WNVを媒介する蚊を標的とした有効な対策としては蚊を駆除すること、蚊の幼虫の発生場所をなくすことです。身近でできることは、古タイヤの裏の水たまりや雨水のたまりやすいところから水を抜くというようなことを心がけ、浄化槽や排水溝等の水が抜けない場所には殺虫剤を散布することも有効です。
ウエストナイル熱が流行している地域へ渡航する場合は、蚊に刺されないようにすることが大切ですが、蚊に刺されたのち、2週間以内に39℃以上の発熱、頭痛、筋肉痛などの症状が現れた場合には、最寄りの医療機関を受診し、ウエストナイル熱流行地に行ったことを医師に伝えることが大切です。
【県の取り組み】
県ではWNV流行予測のため死亡カラスの調査、蚊の調査を行っています。
アメリカではウエストナイル熱流行の前にカラスの死亡数の増加が報告されており、カラスの死亡情報がウエストナイル熱の侵入監視と流行予測に有効とされています。そこで7カ所の県立公園でカラスの死亡数の調査を行っています。死亡カラス数が通常以上に増えた場合はWNV検査を実施する体制を整えています。
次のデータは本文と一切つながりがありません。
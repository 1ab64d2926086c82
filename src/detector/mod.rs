// Copyright (c) 2025 Erick Bourgeois, firestoned
// SPDX-License-Identifier: MIT

//! Primary detection.
//!
//! A detector answers one question for one pod: is the database member running in
//! this pod the cluster's primary? The implementation is chosen once at startup
//! from the cluster kind and holds no state between calls.
//!
//! - [`mysql::MySqlDetector`] - asks Group Replication for the ONLINE primary member host
//! - [`mongodb::MongoDetector`] - issues `isMaster` against the pod's replica set member

pub mod mongodb;
pub mod mysql;

use crate::cluster::ClusterKind;
use crate::errors::DetectError;
use async_trait::async_trait;
use k8s_openapi::api::core::v1::Pod;
use kube::ResourceExt;
use tracing::{debug, warn};

pub use mongodb::MongoDetector;
pub use mysql::MySqlDetector;

/// Decides whether a pod hosts the primary member of its cluster.
#[async_trait]
pub trait DetectPrimary: Send + Sync {
    async fn is_primary(&self, pod: &Pod) -> Result<bool, DetectError>;
}

/// Detector for the configured cluster kind.
pub enum PrimaryDetector {
    MySql(MySqlDetector),
    MongoDb(MongoDetector),
}

impl PrimaryDetector {
    #[must_use]
    pub fn kind(&self) -> ClusterKind {
        match self {
            PrimaryDetector::MySql(_) => ClusterKind::MySql,
            PrimaryDetector::MongoDb(_) => ClusterKind::MongoDb,
        }
    }
}

#[async_trait]
impl DetectPrimary for PrimaryDetector {
    async fn is_primary(&self, pod: &Pod) -> Result<bool, DetectError> {
        let result = match self {
            PrimaryDetector::MySql(detector) => detector.is_primary(pod).await,
            PrimaryDetector::MongoDb(detector) => detector.is_primary(pod).await,
        };

        let kind = self.kind().label_value();
        match &result {
            Ok(is_primary) => {
                debug!(
                    cluster_kind = kind,
                    pod = %pod.name_any(),
                    primary = is_primary,
                    "Primary detection completed"
                );
            }
            Err(err) => {
                warn!(cluster_kind = kind, pod = %pod.name_any(), error = %err, "Primary detection failed");
            }
        }
        result
    }
}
現在までに、実施された県内の死亡カラスの検査ではWNVは検出されていません。
またWNVの侵入監視、流行予測のために媒介蚊の調査を行っています。今年は7月から10月まで、月2回県内2カ所に捕虫器(ライトトラップ)を設置し蚊を捕獲し、WNV検査を行っています。捕獲された蚊はヒトスジシマカ、アカイエカ、オオクロヤブカ等で、現在のところ蚊からもWNVは検出されていません。
今のところ日本でのウエストナイル熱やウエストナイル脳炎患者の発生はありません。また死亡カラスや蚊からもWNVは検出されていません。日本国内にはまだWNVは侵入していないと考えられますが、いつウイルスの侵入があるかもしれません。今後も死亡カラスの調査、蚊の調査を続け、WNVの流行予測監視を行い、情報の提供をしていきたいと思っています。